Another more recent set of examples of AI Saviorism revolves around the COVID-19 pandemic. This WIRED article discusses compelling machine learning ideas, such as a chest CT scan classifier and a viral protein generative model. But the article also implies “lack of data” is a main challenge to making these ideas work. Limited data is a problem, but the underlying problem here is that AI practitioners aren’t focusing on integrating their methods into existing systems designed by domain experts. Our jobs shouldn’t be to pawn off our code on someone else once we’ve gone off and written it alone, but rather to ensure our work is integrated into existing pipelines — which will inevitably involve working with the domain experts to devise better data collection techniques, and more.

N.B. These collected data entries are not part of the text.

//
// Planar 4R manipulator: forward kinematics and collision model
// Joint angles are in degrees, link lengths and obstacles in workspace units.
//

#[cfg(feature = "serde")]
use serde::{Deserialize, Serialize};

use crate::common::{CircleObstacle, Configuration, Point2D, RoboticsError, RoboticsResult, NUM_JOINTS};

/// Geometry of the arm and the clearance required around obstacles
#[derive(Debug, Clone, PartialEq)]
#[cfg_attr(feature = "serde", derive(Serialize, Deserialize))]
pub struct ArmConfig {
    /// Length of each link, base first
    pub link_lengths: [f64; NUM_JOINTS],
    /// Extra clearance added to every obstacle radius
    pub collision_threshold: f64,
}

impl Default for ArmConfig {
    fn default() -> Self {
        Self {
            link_lengths: [1.0; NUM_JOINTS],
            collision_threshold: 0.0,
        }
    }
}

impl ArmConfig {
    pub fn validate(&self) -> RoboticsResult<()> {
        if let Some(len) = self.link_lengths.iter().find(|&&l| !(l > 0.0)) {
            return Err(RoboticsError::InvalidParameter(format!(
                "link lengths must be positive, got {}",
                len
            )));
        }
        if !(self.collision_threshold >= 0.0) {
            return Err(RoboticsError::InvalidParameter(format!(
                "collision threshold must be non-negative, got {}",
                self.collision_threshold
            )));
        }
        Ok(())
    }
}

/// Manipulator environment: the arm plus the obstacles around it
#[derive(Debug, Clone)]
pub struct ManipulatorEnv {
    obstacles: Vec<CircleObstacle>,
    arm: ArmConfig,
}

impl ManipulatorEnv {
    /// Environment with unit links
    pub fn new(obstacles: Vec<CircleObstacle>, collision_threshold: f64) -> RoboticsResult<Self> {
        Self::with_arm(
            obstacles,
            ArmConfig {
                collision_threshold,
                ..Default::default()
            },
        )
    }

    pub fn with_arm(obstacles: Vec<CircleObstacle>, arm: ArmConfig) -> RoboticsResult<Self> {
        arm.validate()?;
        Ok(Self { obstacles, arm })
    }

    pub fn obstacles(&self) -> &[CircleObstacle] {
        &self.obstacles
    }

    pub fn arm(&self) -> &ArmConfig {
        &self.arm
    }

    /// Base followed by the endpoint of every link
    pub fn joint_positions(&self, state: &Configuration) -> [Point2D; NUM_JOINTS + 1] {
        let mut points = [Point2D::origin(); NUM_JOINTS + 1];
        let mut heading = 0.0_f64;
        for joint in 0..NUM_JOINTS {
            heading += state[joint].to_radians();
            let prev = points[joint];
            let length = self.arm.link_lengths[joint];
            points[joint + 1] = Point2D::new(
                prev.x + length * heading.cos(),
                prev.y + length * heading.sin(),
            );
        }
        points
    }

    /// End-effector position
    pub fn forward_kinematics(&self, state: &Configuration) -> Point2D {
        self.joint_positions(state)[NUM_JOINTS]
    }

    /// True if any link comes closer to an obstacle center than its
    /// radius plus the collision threshold
    pub fn check_collision(&self, state: &Configuration) -> bool {
        let joints = self.joint_positions(state);
        joints.windows(2).any(|link| {
            self.obstacles.iter().any(|obs| {
                obs.center().distance_to_segment(&link[0], &link[1])
                    < obs.radius + self.arm.collision_threshold
            })
        })
    }
}

#[cfg(test)]
mod tests {
    use super::*;
    use approx::assert_abs_diff_eq;

    #[test]
    fn test_forward_kinematics_straight_arm() {
        let env = ManipulatorEnv::new(Vec::new(), 0.0).unwrap();
        let tip = env.forward_kinematics(&Configuration::zero());
        assert_abs_diff_eq!(tip.x, 4.0, epsilon = 1e-12);
        assert_abs_diff_eq!(tip.y, 0.0, epsilon = 1e-12);
    }

    #[test]
    fn test_joint_angles_accumulate() {
        let arm = ArmConfig {
            link_lengths: [1.0, 2.0, 1.0, 0.5],
            collision_threshold: 0.0,
        };
        let env = ManipulatorEnv::with_arm(Vec::new(), arm).unwrap();
        let joints = env.joint_positions(&Configuration::new([90.0, -90.0, 90.0, 90.0]));
        assert_abs_diff_eq!(joints[1].x, 0.0, epsilon = 1e-12);
        assert_abs_diff_eq!(joints[1].y, 1.0, epsilon = 1e-12);
        assert_abs_diff_eq!(joints[2].x, 2.0, epsilon = 1e-12);
        assert_abs_diff_eq!(joints[2].y, 1.0, epsilon = 1e-12);
        assert_abs_diff_eq!(joints[3].x, 2.0, epsilon = 1e-12);
        assert_abs_diff_eq!(joints[3].y, 2.0, epsilon = 1e-12);
        // Heading is now 180 degrees
        assert_abs_diff_eq!(joints[4].x, 1.5, epsilon = 1e-12);
        assert_abs_diff_eq!(joints[4].y, 2.0, epsilon = 1e-12);
    }

    #[test]
    fn test_collision_uses_threshold() {
        let obstacles = vec![CircleObstacle::new(2.0, 1.0, 0.5)];
        let straight = Configuration::zero();

        // Link passes 1.0 below the center: clear with no threshold
        let env = ManipulatorEnv::new(obstacles.clone(), 0.0).unwrap();
        assert!(!env.check_collision(&straight));

        // 0.5 + 0.6 > 1.0
        let env = ManipulatorEnv::new(obstacles, 0.6).unwrap();
        assert!(env.check_collision(&straight));
    }

    #[test]
    fn test_collision_with_distal_link_only() {
        let env = ManipulatorEnv::new(vec![CircleObstacle::new(3.0, 1.0, 0.2)], 0.0).unwrap();
        assert!(!env.check_collision(&Configuration::zero()));
        // Bend the last joint up into the obstacle
        assert!(env.check_collision(&Configuration::new([0.0, 0.0, 90.0, -90.0])));
    }

    #[test]
    fn test_invalid_arm_rejected() {
        let arm = ArmConfig {
            link_lengths: [1.0, 0.0, 1.0, 1.0],
            collision_threshold: 0.1,
        };
        assert!(ManipulatorEnv::with_arm(Vec::new(), arm).is_err());
        assert!(ManipulatorEnv::new(Vec::new(), -1.0).is_err());
    }
}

Why bother fighting AI Saviorism for reasons other than getting a model to be used by stakeholders? If one tries to hastily build an AI system to solve an open problem in another field, they might prioritize hastily constructing a train/test split and training a bunch of models rather than the infrastructure, robust validation techniques, and deployment needed to make ML work in the target domain. I certainly learned to do the former in my ML classes, because that’s what the course rubrics looked for. But I wish I had learned to think critically about how the modeling setup reflects real life. There’s often some glue between the model output and the end user, and my ML classes mostly ignored this. In school, I learned to optimize for metrics, not users.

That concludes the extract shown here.